++++ Material for the task ++++

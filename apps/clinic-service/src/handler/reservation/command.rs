//! 予約ハンドラの状態変更操作

use std::sync::Arc;

use axum::{
    Json,
    body::Bytes,
    extract::{Path, Query, State},
    http::{HeaderMap, StatusCode, header},
    response::{IntoResponse, Response},
};
use chrono::{DateTime, Utc};
use mediflow_domain::{
    clinic::ClinicId,
    doctor::DoctorId,
    reservation::{
        PatientChangeSet,
        PaymentMethod,
        PaymentDetails,
        ReservationChangeSet,
        ReservationId,
        ReservationStatus,
    },
    value_objects::{PatientName, PaymentAmount},
};
use mediflow_shared::ApiResponse;
use serde::{Deserialize, Serialize};
use uuid::Uuid;

use super::{ClinicQuery, ReservationDto, ReservationState};
use crate::error::ServiceError;

/// 予約更新リクエスト
///
/// 許可されたフィールドのみを列挙し、未知のフィールドは拒否する。
#[derive(Debug, Deserialize)]
#[serde(deny_unknown_fields)]
pub struct UpdateReservationRequest {
    /// クリニック ID（内部 API 用）
    pub clinic_id:    Uuid,
    /// 診療予定日時
    pub scheduled_at: Option<DateTime<Utc>>,
    /// 担当ドクター
    pub doctor_id:    Option<Uuid>,
    /// 主訴
    pub complaint:    Option<String>,
    /// 院内メモ
    pub memo:         Option<String>,
}

impl UpdateReservationRequest {
    fn into_change_set(self) -> (ClinicId, ReservationChangeSet) {
        let clinic_id = ClinicId::from_uuid(self.clinic_id);
        let change_set = ReservationChangeSet {
            scheduled_at: self.scheduled_at,
            doctor_id:    self.doctor_id.map(DoctorId::from_uuid),
            complaint:    self.complaint,
            memo:         self.memo,
        };
        (clinic_id, change_set)
    }
}

/// 患者情報を伴う予約更新リクエスト
#[derive(Debug, Deserialize)]
#[serde(deny_unknown_fields)]
pub struct UpdateReservationWithPatientRequest {
    /// クリニック ID（内部 API 用）
    pub clinic_id:     Uuid,
    /// 診療予定日時
    pub scheduled_at:  Option<DateTime<Utc>>,
    /// 担当ドクター
    pub doctor_id:     Option<Uuid>,
    /// 主訴
    pub complaint:     Option<String>,
    /// 院内メモ
    pub memo:          Option<String>,
    /// 患者名
    pub patient_name:  Option<String>,
    /// 患者電話番号
    pub patient_phone: Option<String>,
}

/// 支払い記録リクエスト
#[derive(Debug, Deserialize)]
#[serde(deny_unknown_fields)]
pub struct RecordPaymentRequest {
    /// クリニック ID（内部 API 用）
    pub clinic_id: Uuid,
    /// 支払金額（円）
    pub amount:    i64,
    /// 支払い方法
    pub method:    PaymentMethod,
    /// 支払い済みフラグ
    pub paid:      bool,
}

/// ステータス変更リクエスト
#[derive(Debug, Deserialize)]
#[serde(deny_unknown_fields)]
pub struct UpdateStatusRequest {
    /// クリニック ID（内部 API 用）
    pub clinic_id: Uuid,
    /// 変更後のステータス
    pub status:    ReservationStatus,
}

/// 削除結果 DTO
#[derive(Debug, Serialize)]
pub struct DeletedDto {
    pub id: String,
}

/// 写真アップロード結果 DTO
#[derive(Debug, Serialize)]
pub struct PhotoDto {
    pub photo: String,
}

/// 予約内容を更新する
///
/// 更新に成功するとステータスは「対応中」になる。
///
/// ## エンドポイント
/// PUT /clinic/reservations/{id}
pub async fn update_reservation(
    State(state): State<Arc<ReservationState>>,
    Path(id): Path<Uuid>,
    Json(req): Json<UpdateReservationRequest>,
) -> Result<Response, ServiceError> {
    let (clinic_id, change_set) = req.into_change_set();

    let reservation = state
        .usecase
        .update_reservation(change_set, ReservationId::from_uuid(id), clinic_id)
        .await?;

    let response = ApiResponse::new(ReservationDto::from(&reservation));

    Ok((StatusCode::OK, Json(response)).into_response())
}

/// 患者情報を伴う予約更新
///
/// ステータスは変更しない。
///
/// ## エンドポイント
/// PUT /clinic/reservations/{id}/patient
pub async fn update_reservation_with_patient(
    State(state): State<Arc<ReservationState>>,
    Path(id): Path<Uuid>,
    Json(req): Json<UpdateReservationWithPatientRequest>,
) -> Result<Response, ServiceError> {
    let clinic_id = ClinicId::from_uuid(req.clinic_id);
    let patient_name = req
        .patient_name
        .map(PatientName::new)
        .transpose()
        .map_err(|e| ServiceError::BadRequest(e.to_string()))?;

    let change_set = PatientChangeSet {
        details: ReservationChangeSet {
            scheduled_at: req.scheduled_at,
            doctor_id:    req.doctor_id.map(DoctorId::from_uuid),
            complaint:    req.complaint,
            memo:         req.memo,
        },
        patient_name,
        patient_phone: req.patient_phone,
    };

    let reservation = state
        .usecase
        .update_reservation_with_patient(change_set, ReservationId::from_uuid(id), clinic_id)
        .await?;

    let response = ApiResponse::new(ReservationDto::from(&reservation));

    Ok((StatusCode::OK, Json(response)).into_response())
}

/// 支払いを記録する
///
/// ## エンドポイント
/// POST /clinic/reservations/{id}/payment
pub async fn record_payment(
    State(state): State<Arc<ReservationState>>,
    Path(id): Path<Uuid>,
    Json(req): Json<RecordPaymentRequest>,
) -> Result<Response, ServiceError> {
    let amount =
        PaymentAmount::new(req.amount).map_err(|e| ServiceError::BadRequest(e.to_string()))?;

    let payment = PaymentDetails {
        amount,
        method: req.method,
        paid: req.paid,
    };

    let reservation = state
        .usecase
        .record_payment(
            payment,
            ReservationId::from_uuid(id),
            ClinicId::from_uuid(req.clinic_id),
        )
        .await?;

    let response = ApiResponse::new(ReservationDto::from(&reservation));

    Ok((StatusCode::OK, Json(response)).into_response())
}

/// ステータスを直接変更する
///
/// ## エンドポイント
/// PUT /clinic/reservations/{id}/status
pub async fn update_status(
    State(state): State<Arc<ReservationState>>,
    Path(id): Path<Uuid>,
    Json(req): Json<UpdateStatusRequest>,
) -> Result<Response, ServiceError> {
    let reservation = state
        .usecase
        .update_status(
            req.status,
            ReservationId::from_uuid(id),
            ClinicId::from_uuid(req.clinic_id),
        )
        .await?;

    let response = ApiResponse::new(ReservationDto::from(&reservation));

    Ok((StatusCode::OK, Json(response)).into_response())
}

/// 予約を削除する
///
/// ## エンドポイント
/// DELETE /clinic/reservations/{id}
pub async fn delete_reservation(
    State(state): State<Arc<ReservationState>>,
    Path(id): Path<Uuid>,
    Query(query): Query<ClinicQuery>,
) -> Result<Response, ServiceError> {
    state
        .usecase
        .delete_reservation(
            ReservationId::from_uuid(id),
            ClinicId::from_uuid(query.clinic_id),
        )
        .await?;

    let response = ApiResponse::new(DeletedDto { id: id.to_string() });

    Ok((StatusCode::OK, Json(response)).into_response())
}

/// 予約写真をアップロードする
///
/// リクエストボディは写真のバイナリをそのまま受け取り、
/// `Content-Type` ヘッダで形式を判定する。
///
/// ## エンドポイント
/// POST /clinic/reservations/photos
pub async fn upload_reservation_photo(
    State(state): State<Arc<ReservationState>>,
    headers: HeaderMap,
    body: Bytes,
) -> Result<Response, ServiceError> {
    let content_type = headers
        .get(header::CONTENT_TYPE)
        .and_then(|v| v.to_str().ok())
        .ok_or_else(|| ServiceError::BadRequest("Content-Type が指定されていません".to_string()))?;

    let photo = state
        .usecase
        .upload_photo(content_type, body.to_vec())
        .await?;

    let response = ApiResponse::new(PhotoDto { photo });

    Ok((StatusCode::OK, Json(response)).into_response())
}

++++

Task details => The whole listing should be restated word for word.

Worked solution =>
filename apps/clinic-service/src/handler/reservation/command.rs
//! 予約ハンドラの状態変更操作

use std::sync::Arc;

use axum::{
    Json,
    body::Bytes,
    extract::{Path, Query, State},
    http::{HeaderMap, StatusCode, header},
    response::{IntoResponse, Response},
};
use chrono::{DateTime, Utc};
use mediflow_domain::{
    clinic::ClinicId,
    doctor::DoctorId,
    reservation::{
        PatientChangeSet,
        PaymentMethod,
        PaymentDetails,
        ReservationChangeSet,
        ReservationId,
        ReservationStatus,
    },
    value_objects::{PatientName, PaymentAmount},
};
use mediflow_shared::ApiResponse;
use serde::{Deserialize, Serialize};
use uuid::Uuid;

use super::{ClinicQuery, ReservationDto, ReservationState};
use crate::error::ServiceError;

/// 予約更新リクエスト
///
/// 許可されたフィールドのみを列挙し、未知のフィールドは拒否する。
#[derive(Debug, Deserialize)]
#[serde(deny_unknown_fields)]
pub struct UpdateReservationRequest {
    /// クリニック ID（内部 API 用）
    pub clinic_id:    Uuid,
    /// 診療予定日時
    pub scheduled_at: Option<DateTime<Utc>>,
    /// 担当ドクター
    pub doctor_id:    Option<Uuid>,
    /// 主訴
    pub complaint:    Option<String>,
    /// 院内メモ
    pub memo:         Option<String>,
}

impl UpdateReservationRequest {
    fn into_change_set(self) -> (ClinicId, ReservationChangeSet) {
        let clinic_id = ClinicId::from_uuid(self.clinic_id);
        let change_set = ReservationChangeSet {
            scheduled_at: self.scheduled_at,
            doctor_id:    self.doctor_id.map(DoctorId::from_uuid),
            complaint:    self.complaint,
            memo:         self.memo,
        };
        (clinic_id, change_set)
    }
}

/// 患者情報を伴う予約更新リクエスト
#[derive(Debug, Deserialize)]
#[serde(deny_unknown_fields)]
pub struct UpdateReservationWithPatientRequest {
    /// クリニック ID（内部 API 用）
    pub clinic_id:     Uuid,
    /// 診療予定日時
    pub scheduled_at:  Option<DateTime<Utc>>,
    /// 担当ドクター
    pub doctor_id:     Option<Uuid>,
    /// 主訴
    pub complaint:     Option<String>,
    /// 院内メモ
    pub memo:          Option<String>,
    /// 患者名
    pub patient_name:  Option<String>,
    /// 患者電話番号
    pub patient_phone: Option<String>,
}

/// 支払い記録リクエスト
#[derive(Debug, Deserialize)]
#[serde(deny_unknown_fields)]
pub struct RecordPaymentRequest {
    /// クリニック ID（内部 API 用）
    pub clinic_id: Uuid,
    /// 支払金額（円）
    pub amount:    i64,
    /// 支払い方法
    pub method:    PaymentMethod,
    /// 支払い済みフラグ
    pub paid:      bool,
}

/// ステータス変更リクエスト
#[derive(Debug, Deserialize)]
#[serde(deny_unknown_fields)]
pub struct UpdateStatusRequest {
    /// クリニック ID（内部 API 用）
    pub clinic_id: Uuid,
    /// 変更後のステータス
    pub status:    ReservationStatus,
}

/// 削除結果 DTO
#[derive(Debug, Serialize)]
pub struct DeletedDto {
    pub id: String,
}

/// 写真アップロード結果 DTO
#[derive(Debug, Serialize)]
pub struct PhotoDto {
    pub photo: String,
}

/// 予約内容を更新する
///
/// 更新に成功するとステータスは「対応中」になる。
///
/// ## エンドポイント
/// PUT /clinic/reservations/{id}
pub async fn update_reservation(
    State(state): State<Arc<ReservationState>>,
    Path(id): Path<Uuid>,
    Json(req): Json<UpdateReservationRequest>,
) -> Result<Response, ServiceError> {
    let (clinic_id, change_set) = req.into_change_set();

    let reservation = state
        .usecase
        .update_reservation(change_set, ReservationId::from_uuid(id), clinic_id)
        .await?;

    let response = ApiResponse::new(ReservationDto::from(&reservation));

    Ok((StatusCode::OK, Json(response)).into_response())
}

/// 患者情報を伴う予約更新
///
/// ステータスは変更しない。
///
/// ## エンドポイント
/// PUT /clinic/reservations/{id}/patient
pub async fn update_reservation_with_patient(
    State(state): State<Arc<ReservationState>>,
    Path(id): Path<Uuid>,
    Json(req): Json<UpdateReservationWithPatientRequest>,
) -> Result<Response, ServiceError> {
    let clinic_id = ClinicId::from_uuid(req.clinic_id);
    let patient_name = req
        .patient_name
        .map(PatientName::new)
        .transpose()
        .map_err(|e| ServiceError::BadRequest(e.to_string()))?;

    let change_set = PatientChangeSet {
        details: ReservationChangeSet {
            scheduled_at: req.scheduled_at,
            doctor_id:    req.doctor_id.map(DoctorId::from_uuid),
            complaint:    req.complaint,
            memo:         req.memo,
        },
        patient_name,
        patient_phone: req.patient_phone,
    };

    let reservation = state
        .usecase
        .update_reservation_with_patient(change_set, ReservationId::from_uuid(id), clinic_id)
        .await?;

    let response = ApiResponse::new(ReservationDto::from(&reservation));

    Ok((StatusCode::OK, Json(response)).into_response())
}

/// 支払いを記録する
///
/// ## エンドポイント
/// POST /clinic/reservations/{id}/payment
pub async fn record_payment(
    State(state): State<Arc<ReservationState>>,
    Path(id): Path<Uuid>,
    Json(req): Json<RecordPaymentRequest>,
) -> Result<Response, ServiceError> {
    let amount =
        PaymentAmount::new(req.amount).map_err(|e| ServiceError::BadRequest(e.to_string()))?;

    let payment = PaymentDetails {
        amount,
        method: req.method,
        paid: req.paid,
    };

    let reservation = state
        .usecase
        .record_payment(
            payment,
            ReservationId::from_uuid(id),
            ClinicId::from_uuid(req.clinic_id),
        )
        .await?;

    let response = ApiResponse::new(ReservationDto::from(&reservation));

    Ok((StatusCode::OK, Json(response)).into_response())
}

/// ステータスを直接変更する
///
/// ## エンドポイント
/// PUT /clinic/reservations/{id}/status
pub async fn update_status(
    State(state): State<Arc<ReservationState>>,
    Path(id): Path<Uuid>,
    Json(req): Json<UpdateStatusRequest>,
) -> Result<Response, ServiceError> {
    let reservation = state
        .usecase
        .update_status(
            req.status,
            ReservationId::from_uuid(id),
            ClinicId::from_uuid(req.clinic_id),
        )
        .await?;

    let response = ApiResponse::new(ReservationDto::from(&reservation));

    Ok((StatusCode::OK, Json(response)).into_response())
}

/// 予約を削除する
///
/// ## エンドポイント
/// DELETE /clinic/reservations/{id}
pub async fn delete_reservation(
    State(state): State<Arc<ReservationState>>,
    Path(id): Path<Uuid>,
    Query(query): Query<ClinicQuery>,
) -> Result<Response, ServiceError> {
    state
        .usecase
        .delete_reservation(
            ReservationId::from_uuid(id),
            ClinicId::from_uuid(query.clinic_id),
        )
        .await?;

    let response = ApiResponse::new(DeletedDto { id: id.to_string() });

    Ok((StatusCode::OK, Json(response)).into_response())
}

/// 予約写真をアップロードする
///
/// リクエストボディは写真のバイナリをそのまま受け取り、
/// `Content-Type` ヘッダで形式を判定する。
///
/// ## エンドポイント
/// POST /clinic/reservations/photos
pub async fn upload_reservation_photo(
    State(state): State<Arc<ReservationState>>,
    headers: HeaderMap,
    body: Bytes,
) -> Result<Response, ServiceError> {
    let content_type = headers
        .get(header::CONTENT_TYPE)
        .and_then(|v| v.to_str().ok())
        .ok_or_else(|| ServiceError::BadRequest("Content-Type が指定されていません".to_string()))?;

    let photo = state
        .usecase
        .upload_photo(content_type, body.to_vec())
        .await?;

    let response = ApiResponse::new(PhotoDto { photo });

    Ok((StatusCode::OK, Json(response)).into_response())
}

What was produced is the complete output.